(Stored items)

________________________________________

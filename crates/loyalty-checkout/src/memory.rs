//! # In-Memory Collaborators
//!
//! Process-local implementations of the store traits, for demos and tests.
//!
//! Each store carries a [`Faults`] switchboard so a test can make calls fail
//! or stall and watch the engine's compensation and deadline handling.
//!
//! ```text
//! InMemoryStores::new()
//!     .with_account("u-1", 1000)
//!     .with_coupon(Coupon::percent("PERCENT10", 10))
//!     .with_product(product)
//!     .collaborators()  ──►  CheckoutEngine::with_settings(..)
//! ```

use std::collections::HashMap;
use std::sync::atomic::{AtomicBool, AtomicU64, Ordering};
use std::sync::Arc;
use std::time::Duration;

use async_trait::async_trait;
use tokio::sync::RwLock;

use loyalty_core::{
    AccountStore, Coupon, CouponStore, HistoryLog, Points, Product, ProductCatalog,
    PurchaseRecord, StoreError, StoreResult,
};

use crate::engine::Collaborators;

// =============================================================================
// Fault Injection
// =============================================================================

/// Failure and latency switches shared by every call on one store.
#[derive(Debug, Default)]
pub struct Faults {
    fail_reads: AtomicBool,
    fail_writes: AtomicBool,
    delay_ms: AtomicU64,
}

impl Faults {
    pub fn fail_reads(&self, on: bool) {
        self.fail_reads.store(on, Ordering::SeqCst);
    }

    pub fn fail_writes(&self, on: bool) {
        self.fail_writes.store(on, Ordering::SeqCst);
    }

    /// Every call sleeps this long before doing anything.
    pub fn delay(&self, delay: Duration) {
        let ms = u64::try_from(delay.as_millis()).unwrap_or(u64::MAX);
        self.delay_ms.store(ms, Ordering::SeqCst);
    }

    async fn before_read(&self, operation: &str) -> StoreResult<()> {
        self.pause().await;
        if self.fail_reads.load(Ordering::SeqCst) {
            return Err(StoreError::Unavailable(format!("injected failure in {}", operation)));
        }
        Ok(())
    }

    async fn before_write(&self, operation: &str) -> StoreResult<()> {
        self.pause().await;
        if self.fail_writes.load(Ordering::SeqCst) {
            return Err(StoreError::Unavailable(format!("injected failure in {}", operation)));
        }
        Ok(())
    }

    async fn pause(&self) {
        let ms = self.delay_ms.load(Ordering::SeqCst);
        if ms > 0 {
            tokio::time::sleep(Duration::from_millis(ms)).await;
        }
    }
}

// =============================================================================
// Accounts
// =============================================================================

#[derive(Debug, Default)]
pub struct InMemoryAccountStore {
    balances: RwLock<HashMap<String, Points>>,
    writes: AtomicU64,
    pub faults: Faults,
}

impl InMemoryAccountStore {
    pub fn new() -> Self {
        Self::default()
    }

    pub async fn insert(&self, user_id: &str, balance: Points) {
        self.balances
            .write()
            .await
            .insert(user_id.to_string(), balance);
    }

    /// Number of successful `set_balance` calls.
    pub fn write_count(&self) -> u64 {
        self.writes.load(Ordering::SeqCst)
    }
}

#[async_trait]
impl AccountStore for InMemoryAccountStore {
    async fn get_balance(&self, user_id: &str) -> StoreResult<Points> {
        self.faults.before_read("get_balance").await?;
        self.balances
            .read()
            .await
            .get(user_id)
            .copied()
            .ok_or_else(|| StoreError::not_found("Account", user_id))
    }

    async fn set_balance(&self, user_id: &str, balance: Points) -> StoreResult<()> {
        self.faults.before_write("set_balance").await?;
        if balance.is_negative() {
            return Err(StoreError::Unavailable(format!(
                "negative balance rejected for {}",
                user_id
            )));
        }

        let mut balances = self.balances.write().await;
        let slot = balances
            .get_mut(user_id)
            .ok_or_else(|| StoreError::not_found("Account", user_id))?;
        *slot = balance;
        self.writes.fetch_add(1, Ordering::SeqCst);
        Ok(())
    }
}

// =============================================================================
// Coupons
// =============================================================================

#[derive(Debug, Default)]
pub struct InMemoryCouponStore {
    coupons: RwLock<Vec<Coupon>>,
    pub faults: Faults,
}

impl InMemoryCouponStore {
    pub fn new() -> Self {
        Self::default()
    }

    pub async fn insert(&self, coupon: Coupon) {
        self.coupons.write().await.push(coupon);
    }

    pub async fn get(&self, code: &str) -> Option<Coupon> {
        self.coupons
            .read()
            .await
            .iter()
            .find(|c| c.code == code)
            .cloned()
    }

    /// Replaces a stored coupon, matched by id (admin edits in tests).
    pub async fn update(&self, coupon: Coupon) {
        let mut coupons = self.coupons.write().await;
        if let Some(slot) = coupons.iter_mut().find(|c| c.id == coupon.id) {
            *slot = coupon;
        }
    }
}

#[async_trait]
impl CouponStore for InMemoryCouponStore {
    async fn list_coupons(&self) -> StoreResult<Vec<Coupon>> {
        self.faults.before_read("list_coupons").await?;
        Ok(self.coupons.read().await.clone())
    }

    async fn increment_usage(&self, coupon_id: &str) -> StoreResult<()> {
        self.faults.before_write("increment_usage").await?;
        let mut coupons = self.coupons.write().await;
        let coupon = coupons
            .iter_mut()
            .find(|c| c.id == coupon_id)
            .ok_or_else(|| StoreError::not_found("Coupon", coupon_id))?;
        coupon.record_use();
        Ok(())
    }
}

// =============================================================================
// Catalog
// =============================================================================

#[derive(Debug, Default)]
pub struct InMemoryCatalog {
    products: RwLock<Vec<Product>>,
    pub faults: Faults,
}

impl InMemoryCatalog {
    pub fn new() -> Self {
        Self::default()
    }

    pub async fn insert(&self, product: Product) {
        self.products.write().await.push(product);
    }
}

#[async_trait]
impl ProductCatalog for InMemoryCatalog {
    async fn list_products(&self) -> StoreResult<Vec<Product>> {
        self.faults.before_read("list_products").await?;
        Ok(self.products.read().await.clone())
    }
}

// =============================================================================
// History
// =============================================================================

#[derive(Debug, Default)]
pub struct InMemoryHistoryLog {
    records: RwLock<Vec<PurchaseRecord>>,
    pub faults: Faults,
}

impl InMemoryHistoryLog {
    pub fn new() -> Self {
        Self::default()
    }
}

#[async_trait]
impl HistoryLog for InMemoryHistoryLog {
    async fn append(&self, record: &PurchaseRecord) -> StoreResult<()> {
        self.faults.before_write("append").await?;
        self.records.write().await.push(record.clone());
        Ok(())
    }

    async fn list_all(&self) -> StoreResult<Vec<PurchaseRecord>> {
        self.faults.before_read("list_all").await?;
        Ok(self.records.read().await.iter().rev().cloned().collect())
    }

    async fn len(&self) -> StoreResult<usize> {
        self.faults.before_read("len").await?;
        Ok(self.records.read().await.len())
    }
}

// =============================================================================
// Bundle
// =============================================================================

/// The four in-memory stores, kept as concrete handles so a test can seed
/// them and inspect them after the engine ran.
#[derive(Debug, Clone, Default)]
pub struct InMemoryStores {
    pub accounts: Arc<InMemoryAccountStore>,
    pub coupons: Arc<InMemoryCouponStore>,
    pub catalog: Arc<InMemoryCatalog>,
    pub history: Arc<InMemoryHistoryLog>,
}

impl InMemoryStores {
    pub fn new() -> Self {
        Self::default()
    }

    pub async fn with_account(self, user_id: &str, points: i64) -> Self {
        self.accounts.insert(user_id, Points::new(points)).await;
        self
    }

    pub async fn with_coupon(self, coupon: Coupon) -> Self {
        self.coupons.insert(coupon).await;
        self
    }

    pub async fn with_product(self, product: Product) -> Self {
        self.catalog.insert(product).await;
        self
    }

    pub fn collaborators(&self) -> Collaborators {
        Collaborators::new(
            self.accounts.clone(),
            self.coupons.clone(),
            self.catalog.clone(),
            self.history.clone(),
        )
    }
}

________________________________________

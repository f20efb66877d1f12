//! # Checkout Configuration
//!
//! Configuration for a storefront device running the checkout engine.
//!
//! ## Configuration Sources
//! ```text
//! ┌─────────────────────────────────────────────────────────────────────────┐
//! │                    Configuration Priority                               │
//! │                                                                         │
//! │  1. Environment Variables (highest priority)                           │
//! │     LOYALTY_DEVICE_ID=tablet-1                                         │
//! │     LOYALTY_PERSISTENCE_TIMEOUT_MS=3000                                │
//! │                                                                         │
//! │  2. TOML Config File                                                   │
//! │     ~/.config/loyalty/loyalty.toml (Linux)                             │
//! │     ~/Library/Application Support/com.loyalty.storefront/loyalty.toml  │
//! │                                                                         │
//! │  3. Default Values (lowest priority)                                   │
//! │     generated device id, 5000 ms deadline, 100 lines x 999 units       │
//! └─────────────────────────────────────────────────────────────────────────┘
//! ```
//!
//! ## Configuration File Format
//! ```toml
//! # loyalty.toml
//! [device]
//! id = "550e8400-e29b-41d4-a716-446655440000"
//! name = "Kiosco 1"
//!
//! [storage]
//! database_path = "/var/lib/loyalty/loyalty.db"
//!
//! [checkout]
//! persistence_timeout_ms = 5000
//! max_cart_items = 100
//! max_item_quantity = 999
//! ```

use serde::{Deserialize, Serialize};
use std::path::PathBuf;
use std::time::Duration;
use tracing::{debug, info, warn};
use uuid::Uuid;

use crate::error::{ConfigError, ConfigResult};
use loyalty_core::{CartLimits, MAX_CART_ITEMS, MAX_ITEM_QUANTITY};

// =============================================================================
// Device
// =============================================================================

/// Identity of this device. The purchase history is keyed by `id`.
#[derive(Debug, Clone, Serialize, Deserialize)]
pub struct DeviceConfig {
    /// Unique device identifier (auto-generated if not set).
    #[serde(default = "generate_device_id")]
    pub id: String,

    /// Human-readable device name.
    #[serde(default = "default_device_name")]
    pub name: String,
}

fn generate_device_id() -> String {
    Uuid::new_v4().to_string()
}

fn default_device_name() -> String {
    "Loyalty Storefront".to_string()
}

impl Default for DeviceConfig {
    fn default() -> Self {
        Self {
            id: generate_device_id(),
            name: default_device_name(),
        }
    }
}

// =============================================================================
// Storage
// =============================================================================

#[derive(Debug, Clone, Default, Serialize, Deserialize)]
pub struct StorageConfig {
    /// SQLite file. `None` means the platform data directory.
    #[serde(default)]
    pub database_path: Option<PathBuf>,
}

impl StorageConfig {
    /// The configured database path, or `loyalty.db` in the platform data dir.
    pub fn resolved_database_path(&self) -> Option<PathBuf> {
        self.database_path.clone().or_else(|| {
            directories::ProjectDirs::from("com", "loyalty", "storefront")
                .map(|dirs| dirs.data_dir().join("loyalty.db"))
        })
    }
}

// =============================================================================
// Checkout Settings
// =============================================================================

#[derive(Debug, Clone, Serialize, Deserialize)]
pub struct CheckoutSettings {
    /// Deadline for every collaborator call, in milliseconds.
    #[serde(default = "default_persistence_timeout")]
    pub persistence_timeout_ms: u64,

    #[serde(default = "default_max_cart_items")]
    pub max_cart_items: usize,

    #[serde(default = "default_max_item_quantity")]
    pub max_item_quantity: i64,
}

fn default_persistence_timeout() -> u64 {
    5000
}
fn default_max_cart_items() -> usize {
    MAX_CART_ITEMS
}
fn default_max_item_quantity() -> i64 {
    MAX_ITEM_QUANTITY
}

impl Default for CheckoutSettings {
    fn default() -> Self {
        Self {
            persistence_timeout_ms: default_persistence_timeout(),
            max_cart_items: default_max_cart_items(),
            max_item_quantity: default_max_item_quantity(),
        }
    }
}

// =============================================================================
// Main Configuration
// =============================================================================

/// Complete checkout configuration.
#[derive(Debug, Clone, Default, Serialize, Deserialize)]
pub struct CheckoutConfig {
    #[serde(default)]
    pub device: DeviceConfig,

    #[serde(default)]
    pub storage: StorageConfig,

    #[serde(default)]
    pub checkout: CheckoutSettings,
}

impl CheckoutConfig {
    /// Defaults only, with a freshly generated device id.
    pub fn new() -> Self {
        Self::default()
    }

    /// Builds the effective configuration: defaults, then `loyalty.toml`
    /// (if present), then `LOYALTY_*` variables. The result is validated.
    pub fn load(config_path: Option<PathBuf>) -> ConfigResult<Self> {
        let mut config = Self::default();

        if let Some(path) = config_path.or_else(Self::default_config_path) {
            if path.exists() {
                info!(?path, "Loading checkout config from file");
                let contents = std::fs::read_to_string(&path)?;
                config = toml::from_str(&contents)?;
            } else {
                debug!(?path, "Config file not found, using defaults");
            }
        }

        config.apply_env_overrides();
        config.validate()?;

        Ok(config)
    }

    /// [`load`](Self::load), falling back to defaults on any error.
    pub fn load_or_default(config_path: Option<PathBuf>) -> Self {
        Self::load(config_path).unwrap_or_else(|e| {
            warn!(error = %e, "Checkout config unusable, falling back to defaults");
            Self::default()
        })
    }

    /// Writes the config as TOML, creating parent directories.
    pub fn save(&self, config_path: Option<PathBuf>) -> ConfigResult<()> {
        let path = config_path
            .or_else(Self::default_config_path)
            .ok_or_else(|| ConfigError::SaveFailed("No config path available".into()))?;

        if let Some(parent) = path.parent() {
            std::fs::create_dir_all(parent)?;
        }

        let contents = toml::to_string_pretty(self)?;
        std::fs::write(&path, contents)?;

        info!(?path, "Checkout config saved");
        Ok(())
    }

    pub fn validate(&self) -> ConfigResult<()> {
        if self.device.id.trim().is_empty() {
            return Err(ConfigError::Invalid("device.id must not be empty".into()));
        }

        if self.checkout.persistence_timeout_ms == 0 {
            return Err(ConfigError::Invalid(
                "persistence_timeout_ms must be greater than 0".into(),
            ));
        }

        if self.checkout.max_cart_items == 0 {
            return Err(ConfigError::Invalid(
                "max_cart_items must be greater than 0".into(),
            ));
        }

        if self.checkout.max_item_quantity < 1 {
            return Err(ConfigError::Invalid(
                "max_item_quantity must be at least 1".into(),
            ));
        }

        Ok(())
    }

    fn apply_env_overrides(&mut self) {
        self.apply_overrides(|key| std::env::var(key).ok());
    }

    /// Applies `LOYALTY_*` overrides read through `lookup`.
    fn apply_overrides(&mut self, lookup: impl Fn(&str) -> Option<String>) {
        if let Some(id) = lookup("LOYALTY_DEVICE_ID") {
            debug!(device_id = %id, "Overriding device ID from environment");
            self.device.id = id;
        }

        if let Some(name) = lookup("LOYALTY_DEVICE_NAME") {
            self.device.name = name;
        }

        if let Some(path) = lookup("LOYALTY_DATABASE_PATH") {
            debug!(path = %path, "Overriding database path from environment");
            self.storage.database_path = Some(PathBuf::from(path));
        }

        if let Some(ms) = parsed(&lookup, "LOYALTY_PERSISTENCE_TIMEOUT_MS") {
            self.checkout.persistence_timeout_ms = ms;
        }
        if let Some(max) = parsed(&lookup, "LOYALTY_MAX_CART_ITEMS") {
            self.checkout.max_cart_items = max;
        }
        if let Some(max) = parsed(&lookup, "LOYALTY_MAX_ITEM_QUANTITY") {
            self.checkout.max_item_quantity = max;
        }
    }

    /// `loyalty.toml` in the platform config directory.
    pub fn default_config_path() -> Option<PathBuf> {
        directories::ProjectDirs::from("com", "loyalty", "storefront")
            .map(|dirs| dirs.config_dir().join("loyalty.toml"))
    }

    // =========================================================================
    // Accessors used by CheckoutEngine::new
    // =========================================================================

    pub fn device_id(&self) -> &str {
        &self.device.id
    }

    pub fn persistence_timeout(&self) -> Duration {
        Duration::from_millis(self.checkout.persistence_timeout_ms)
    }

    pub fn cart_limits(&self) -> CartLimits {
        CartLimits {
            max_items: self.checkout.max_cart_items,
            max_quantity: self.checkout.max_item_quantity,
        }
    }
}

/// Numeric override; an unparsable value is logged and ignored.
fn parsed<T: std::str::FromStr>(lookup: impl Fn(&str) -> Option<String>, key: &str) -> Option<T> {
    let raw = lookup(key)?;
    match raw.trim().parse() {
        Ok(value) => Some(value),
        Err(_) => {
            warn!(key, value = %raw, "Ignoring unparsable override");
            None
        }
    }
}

________________________________________

Your task: If a line in the records above holds the string "usize", copy it out.

Solved exercise:
    async fn len(&self) -> StoreResult<usize> {
    pub max_cart_items: usize,
fn default_max_cart_items() -> usize {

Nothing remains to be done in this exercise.